The issue about peak oil isn't so bad because the infrastructure we already have in place allows us to draw oil from all over the planet. So there is going to be a shock, but it's not going to be as dramatic as the shock when we peak in natural gas.

The issue with natural gas in North America is that the United States has already plateaued, there's a high probability that Canada has already plateaued, and once we plateau here, it's very difficult to bring in LNG, liquefied natural gas. We don't have the infrastructure, it's very difficult to bring it in, and there's nothing being built. And you talk about a permitting process. A liquid natural gas regasification facility is a ten-year project from the drawing board to actually getting it into production. So it's a long way away.

Now, why is natural gas such an issue when it comes to energy? The reason is that, if you look at this little map — it's not that clear — most of our neighbours generate a big chunk of their electricity through gas-fired turbines.

In Alberta almost 40 percent of their electricity comes from gas. Another 45 percent of their electricity comes from coal. If you look at all the neighbouring states, all of them have some gas. Most horrifying is that in California 65 percent of their electricity comes from natural gas generation.
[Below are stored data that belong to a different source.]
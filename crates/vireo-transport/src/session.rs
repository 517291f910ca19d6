//! The transport multiplexer.
//!
//! One session owns at most one live socket to its server and carries
//! any number of concurrent queries over it. A driver task opens the
//! socket on first demand, feeds it frames, routes responses back
//! through the query map, and on connection loss re-opens the socket
//! and resends whatever still has retry budget.

use crate::identity::DotServerConfig;
use crate::query_map::QueryMap;
use crate::socket::{DotSocket, SocketEvent};
use crate::QueryResult;
use bytes::Bytes;
use parking_lot::Mutex;
use std::sync::atomic::{AtomicU64, Ordering};
use std::sync::Arc;
use std::time::Instant;
use tokio::sync::mpsc;
use tracing::{debug, trace};

/// A shared, multiplexing handle to one (mark, server) connection.
pub struct DotSession {
    map: Arc<QueryMap>,
    cmd_tx: mpsc::UnboundedSender<Bytes>,
    connect_count: Arc<AtomicU64>,
    last_used: Mutex<Instant>,
}

impl DotSession {
    /// Creates the session; no connection is opened until the first
    /// query arrives.
    pub fn new(config: DotServerConfig, mark: u32) -> Arc<Self> {
        let map = Arc::new(QueryMap::new());
        let (cmd_tx, cmd_rx) = mpsc::unbounded_channel();
        let connect_count = Arc::new(AtomicU64::new(0));

        tokio::spawn(drive(
            config,
            mark,
            map.clone(),
            cmd_rx,
            connect_count.clone(),
        ));

        Arc::new(Self {
            map,
            cmd_tx,
            connect_count,
            last_used: Mutex::new(Instant::now()),
        })
    }

    /// Sends one query (bytes carry the caller's id) and resolves with
    /// the final outcome. Fails fast with `InternalError` when the id
    /// space is exhausted.
    pub async fn query(&self, query: Bytes) -> QueryResult {
        *self.last_used.lock() = Instant::now();

        let recorded = match self.map.record(&query) {
            Some(recorded) => recorded,
            None => {
                debug!("query map exhausted");
                return QueryResult::InternalError;
            }
        };

        if self.cmd_tx.send(recorded.query.clone()).is_err() {
            self.map.fail(recorded.new_id);
            return QueryResult::NetworkError;
        }

        recorded
            .completion
            .await
            .unwrap_or(QueryResult::NetworkError)
    }

    /// Number of connections opened over this session's lifetime.
    pub fn connect_count(&self) -> u64 {
        self.connect_count.load(Ordering::Relaxed)
    }

    /// Queries currently awaiting a response.
    pub fn pending_queries(&self) -> usize {
        self.map.len()
    }

    /// Instant of the most recent query submission.
    pub fn last_used(&self) -> Instant {
        *self.last_used.lock()
    }
}

async fn drive(
    config: DotServerConfig,
    mark: u32,
    map: Arc<QueryMap>,
    mut cmd_rx: mpsc::UnboundedReceiver<Bytes>,
    connect_count: Arc<AtomicU64>,
) {
    'idle: loop {
        // No socket. Wait for demand; exit when the session is gone.
        let first = match cmd_rx.recv().await {
            Some(frame) => frame,
            None => return,
        };
        let mut resend = vec![first];

        'connection: loop {
            let (events_tx, mut events_rx) = mpsc::unbounded_channel();
            let socket = DotSocket::connect(config.clone(), mark, events_tx);
            connect_count.fetch_add(1, Ordering::Relaxed);
            trace!(server = %config.addr, "session opening socket");

            for frame in resend.drain(..) {
                socket.query(frame);
            }

            loop {
                tokio::select! {
                    cmd = cmd_rx.recv() => match cmd {
                        None => return,
                        Some(frame) => {
                            socket.query(frame);
                        }
                    },
                    event = events_rx.recv() => match event {
                        Some(SocketEvent::Response(bytes)) => map.on_response(&bytes),
                        Some(SocketEvent::Closed) | None => {
                            let retries = map.take_for_retry();
                            if retries.is_empty() {
                                trace!(server = %config.addr, "socket closed, session idle");
                                continue 'idle;
                            }
                            debug!(
                                server = %config.addr,
                                queries = retries.len(),
                                "socket closed, retrying pending queries"
                            );
                            resend = retries.into_iter().map(|(_, frame)| frame).collect();
                            continue 'connection;
                        }
                    },
                }
            }
        }
    }
}

#[cfg(test)]
mod tests {
    use super::*;
    use std::time::Duration;
    use tokio::net::TcpListener;

    fn install_crypto_provider() {
        let _ = rustls::crypto::ring::default_provider().install_default();
    }

    fn query_bytes(id: u16) -> Bytes {
        let mut q = vec![0u8; 12];
        q[..2].copy_from_slice(&id.to_be_bytes());
        Bytes::from(q)
    }

    #[tokio::test]
    async fn unreachable_server_fails_after_retries() {
        install_crypto_provider();
        // Bind and drop to get a port where nothing listens.
        let listener = TcpListener::bind("127.0.0.1:0").await.unwrap();
        let port = listener.local_addr().unwrap().port();
        drop(listener);

        let config = DotServerConfig::opportunistic("127.0.0.1".parse().unwrap())
            .with_port(port);
        let session = DotSession::new(config, 0);

        let result = session.query(query_bytes(0x1234)).await;
        assert_eq!(result, QueryResult::NetworkError);
        // One connect per attempt, capped by the retry budget.
        assert_eq!(session.connect_count(), u64::from(crate::MAX_TRIES));
        assert_eq!(session.pending_queries(), 0);
    }
}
Now, for us in B.C. that is a massive issue. We're already underwater 15 percent. What happens if we can't generate new stations to generate electricity? Well, the issue is that we sure aren't going to be able to buy it from down south. What's going to happen is that other jurisdictions will pull in the electricity. So California, at 65 percent natural gas, is going to pull in electricity from the entire western grid, and we won't be able to cover our needs. That's a massive, massive issue.

So what happens? We will experience a large shift in energy use from carbon fuels to electricity. If you convert all of the energy that B.C. uses into joules and you make it a level playing field, what happens is that electricity covers about 37 or almost 40 percent of our energy needs. The balance — gasoline, diesel and natural gas — is all hydrocarbon-based.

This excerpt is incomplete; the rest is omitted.